Restate the records in full, keeping every word as it is.

Material supplied:
● ● ●

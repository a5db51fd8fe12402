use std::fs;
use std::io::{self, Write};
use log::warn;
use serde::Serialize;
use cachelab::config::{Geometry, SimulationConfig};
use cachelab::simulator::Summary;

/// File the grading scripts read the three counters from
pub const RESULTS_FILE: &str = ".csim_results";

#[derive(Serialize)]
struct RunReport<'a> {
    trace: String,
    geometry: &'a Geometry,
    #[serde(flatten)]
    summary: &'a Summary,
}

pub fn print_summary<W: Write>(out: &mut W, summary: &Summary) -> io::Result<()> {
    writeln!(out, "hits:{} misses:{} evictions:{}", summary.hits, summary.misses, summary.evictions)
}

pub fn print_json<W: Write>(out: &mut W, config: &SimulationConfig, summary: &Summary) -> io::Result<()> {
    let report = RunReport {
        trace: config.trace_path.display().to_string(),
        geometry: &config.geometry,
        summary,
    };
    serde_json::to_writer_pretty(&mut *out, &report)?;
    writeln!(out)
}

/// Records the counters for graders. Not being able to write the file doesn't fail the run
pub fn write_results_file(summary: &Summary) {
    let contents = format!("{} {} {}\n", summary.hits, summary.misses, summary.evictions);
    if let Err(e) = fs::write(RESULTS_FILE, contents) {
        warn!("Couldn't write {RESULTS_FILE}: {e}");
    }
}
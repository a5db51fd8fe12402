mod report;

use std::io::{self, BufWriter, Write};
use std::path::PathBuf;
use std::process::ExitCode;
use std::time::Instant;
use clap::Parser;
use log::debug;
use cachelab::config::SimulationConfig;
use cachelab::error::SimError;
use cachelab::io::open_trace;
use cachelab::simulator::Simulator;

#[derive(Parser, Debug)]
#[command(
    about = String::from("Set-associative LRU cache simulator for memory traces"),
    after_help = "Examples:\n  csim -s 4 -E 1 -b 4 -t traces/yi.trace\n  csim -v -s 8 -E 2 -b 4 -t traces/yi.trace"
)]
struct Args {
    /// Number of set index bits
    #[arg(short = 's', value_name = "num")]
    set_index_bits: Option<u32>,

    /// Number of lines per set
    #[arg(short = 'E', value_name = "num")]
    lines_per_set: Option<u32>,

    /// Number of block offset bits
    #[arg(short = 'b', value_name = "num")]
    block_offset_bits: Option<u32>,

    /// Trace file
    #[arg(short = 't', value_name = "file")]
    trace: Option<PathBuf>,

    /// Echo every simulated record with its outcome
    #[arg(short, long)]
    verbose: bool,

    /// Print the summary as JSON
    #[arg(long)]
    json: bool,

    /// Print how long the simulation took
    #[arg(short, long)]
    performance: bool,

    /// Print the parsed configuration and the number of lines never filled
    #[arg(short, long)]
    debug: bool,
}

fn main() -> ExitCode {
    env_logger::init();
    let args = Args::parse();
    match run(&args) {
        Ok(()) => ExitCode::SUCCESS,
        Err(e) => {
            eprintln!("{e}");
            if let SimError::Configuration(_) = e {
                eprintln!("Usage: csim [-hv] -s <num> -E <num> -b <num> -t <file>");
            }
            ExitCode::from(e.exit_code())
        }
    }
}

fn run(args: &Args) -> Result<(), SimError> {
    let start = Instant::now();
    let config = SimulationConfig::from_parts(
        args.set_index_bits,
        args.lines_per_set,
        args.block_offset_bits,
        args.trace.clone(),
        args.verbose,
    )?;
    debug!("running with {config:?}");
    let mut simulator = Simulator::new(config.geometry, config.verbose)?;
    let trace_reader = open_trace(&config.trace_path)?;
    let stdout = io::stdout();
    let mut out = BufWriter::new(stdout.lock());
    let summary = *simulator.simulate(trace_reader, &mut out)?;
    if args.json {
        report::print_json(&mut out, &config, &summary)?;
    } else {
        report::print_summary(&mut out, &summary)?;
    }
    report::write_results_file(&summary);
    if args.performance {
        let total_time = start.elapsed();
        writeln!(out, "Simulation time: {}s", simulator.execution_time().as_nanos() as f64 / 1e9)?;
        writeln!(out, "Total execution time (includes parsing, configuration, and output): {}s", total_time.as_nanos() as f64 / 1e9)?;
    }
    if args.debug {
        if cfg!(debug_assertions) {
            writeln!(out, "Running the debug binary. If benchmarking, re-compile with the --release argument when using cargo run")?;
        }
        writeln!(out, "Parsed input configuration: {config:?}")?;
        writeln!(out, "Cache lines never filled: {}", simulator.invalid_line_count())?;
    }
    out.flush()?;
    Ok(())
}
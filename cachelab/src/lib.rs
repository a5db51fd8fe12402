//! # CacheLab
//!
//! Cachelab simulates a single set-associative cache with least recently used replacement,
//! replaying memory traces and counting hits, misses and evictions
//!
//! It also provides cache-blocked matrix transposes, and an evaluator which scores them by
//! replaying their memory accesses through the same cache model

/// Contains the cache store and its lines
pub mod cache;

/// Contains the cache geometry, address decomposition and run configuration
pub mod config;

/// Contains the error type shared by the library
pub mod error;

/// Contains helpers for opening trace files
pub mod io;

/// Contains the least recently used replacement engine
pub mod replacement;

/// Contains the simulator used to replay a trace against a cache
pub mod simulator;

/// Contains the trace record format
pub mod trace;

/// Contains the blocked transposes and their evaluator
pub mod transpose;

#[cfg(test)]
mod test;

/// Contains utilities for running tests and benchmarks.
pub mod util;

● ● ●

Output below:
repository a5db51fd8fe12402
use std::fs;
use std::io::{self, Write};
use log::warn;
use serde::Serialize;
use cachelab::config::{Geometry, SimulationConfig};
use cachelab::simulator::Summary;

/// File the grading scripts read the three counters from
pub const RESULTS_FILE: &str = ".csim_results";

#[derive(Serialize)]
struct RunReport<'a> {
    trace: String,
    geometry: &'a Geometry,
    #[serde(flatten)]
    summary: &'a Summary,
}

pub fn print_summary<W: Write>(out: &mut W, summary: &Summary) -> io::Result<()> {
    writeln!(out, "hits:{} misses:{} evictions:{}", summary.hits, summary.misses, summary.evictions)
}

pub fn print_json<W: Write>(out: &mut W, config: &SimulationConfig, summary: &Summary) -> io::Result<()> {
    let report = RunReport {
        trace: config.trace_path.display().to_string(),
        geometry: &config.geometry,
        summary,
    };
    serde_json::to_writer_pretty(&mut *out, &report)?;
    writeln!(out)
}

/// Records the counters for graders. Not being able to write the file doesn't fail the run
pub fn write_results_file(summary: &Summary) {
    let contents = format!("{} {} {}\n", summary.hits, summary.misses, summary.evictions);
    if let Err(e) = fs::write(RESULTS_FILE, contents) {
        warn!("Couldn't write {RESULTS_FILE}: {e}");
    }
}
repository a5db51fd8fe12402
mod report;

use std::io::{self, BufWriter, Write};
use std::path::PathBuf;
use std::process::ExitCode;
use std::time::Instant;
use clap::Parser;
use log::debug;
use cachelab::config::SimulationConfig;
use cachelab::error::SimError;
use cachelab::io::open_trace;
use cachelab::simulator::Simulator;

#[derive(Parser, Debug)]
#[command(
    about = String::from("Set-associative LRU cache simulator for memory traces"),
    after_help = "Examples:\n  csim -s 4 -E 1 -b 4 -t traces/yi.trace\n  csim -v -s 8 -E 2 -b 4 -t traces/yi.trace"
)]
struct Args {
    /// Number of set index bits
    #[arg(short = 's', value_name = "num")]
    set_index_bits: Option<u32>,

    /// Number of lines per set
    #[arg(short = 'E', value_name = "num")]
    lines_per_set: Option<u32>,

    /// Number of block offset bits
    #[arg(short = 'b', value_name = "num")]
    block_offset_bits: Option<u32>,

    /// Trace file
    #[arg(short = 't', value_name = "file")]
    trace: Option<PathBuf>,

    /// Echo every simulated record with its outcome
    #[arg(short, long)]
    verbose: bool,

    /// Print the summary as JSON
    #[arg(long)]
    json: bool,

    /// Print how long the simulation took
    #[arg(short, long)]
    performance: bool,

    /// Print the parsed configuration and the number of lines never filled
    #[arg(short, long)]
    debug: bool,
}

fn main() -> ExitCode {
    env_logger::init();
    let args = Args::parse();
    match run(&args) {
        Ok(()) => ExitCode::SUCCESS,
        Err(e) => {
            eprintln!("{e}");
            if let SimError::Configuration(_) = e {
                eprintln!("Usage: csim [-hv] -s <num> -E <num> -b <num> -t <file>");
            }
            ExitCode::from(e.exit_code())
        }
    }
}

fn run(args: &Args) -> Result<(), SimError> {
    let start = Instant::now();
    let config = SimulationConfig::from_parts(
        args.set_index_bits,
        args.lines_per_set,
        args.block_offset_bits,
        args.trace.clone(),
        args.verbose,
    )?;
    debug!("running with {config:?}");
    let mut simulator = Simulator::new(config.geometry, config.verbose)?;
    let trace_reader = open_trace(&config.trace_path)?;
    let stdout = io::stdout();
    let mut out = BufWriter::new(stdout.lock());
    let summary = *simulator.simulate(trace_reader, &mut out)?;
    if args.json {
        report::print_json(&mut out, &config, &summary)?;
    } else {
        report::print_summary(&mut out, &summary)?;
    }
    report::write_results_file(&summary);
    if args.performance {
        let total_time = start.elapsed();
        writeln!(out, "Simulation time: {}s", simulator.execution_time().as_nanos() as f64 / 1e9)?;
        writeln!(out, "Total execution time (includes parsing, configuration, and output): {}s", total_time.as_nanos() as f64 / 1e9)?;
    }
    if args.debug {
        if cfg!(debug_assertions) {
            writeln!(out, "Running the debug binary. If benchmarking, re-compile with the --release argument when using cargo run")?;
        }
        writeln!(out, "Parsed input configuration: {config:?}")?;
        writeln!(out, "Cache lines never filled: {}", simulator.invalid_line_count())?;
    }
    out.flush()?;
    Ok(())
}
filename cachelab/src/lib.rs
repository a5db51fd8fe12402
//! # CacheLab
//!
//! Cachelab simulates a single set-associative cache with least recently used replacement,
//! replaying memory traces and counting hits, misses and evictions
//!
//! It also provides cache-blocked matrix transposes, and an evaluator which scores them by
//! replaying their memory accesses through the same cache model

/// Contains the cache store and its lines
pub mod cache;

/// Contains the cache geometry, address decomposition and run configuration
pub mod config;

/// Contains the error type shared by the library
pub mod error;

/// Contains helpers for opening trace files
pub mod io;

/// Contains the least recently used replacement engine
pub mod replacement;

/// Contains the simulator used to replay a trace against a cache
pub mod simulator;

/// Contains the trace record format
pub mod trace;

/// Contains the blocked transposes and their evaluator
pub mod transpose;

#[cfg(test)]
mod test;

/// Contains utilities for running tests and benchmarks.
pub mod util;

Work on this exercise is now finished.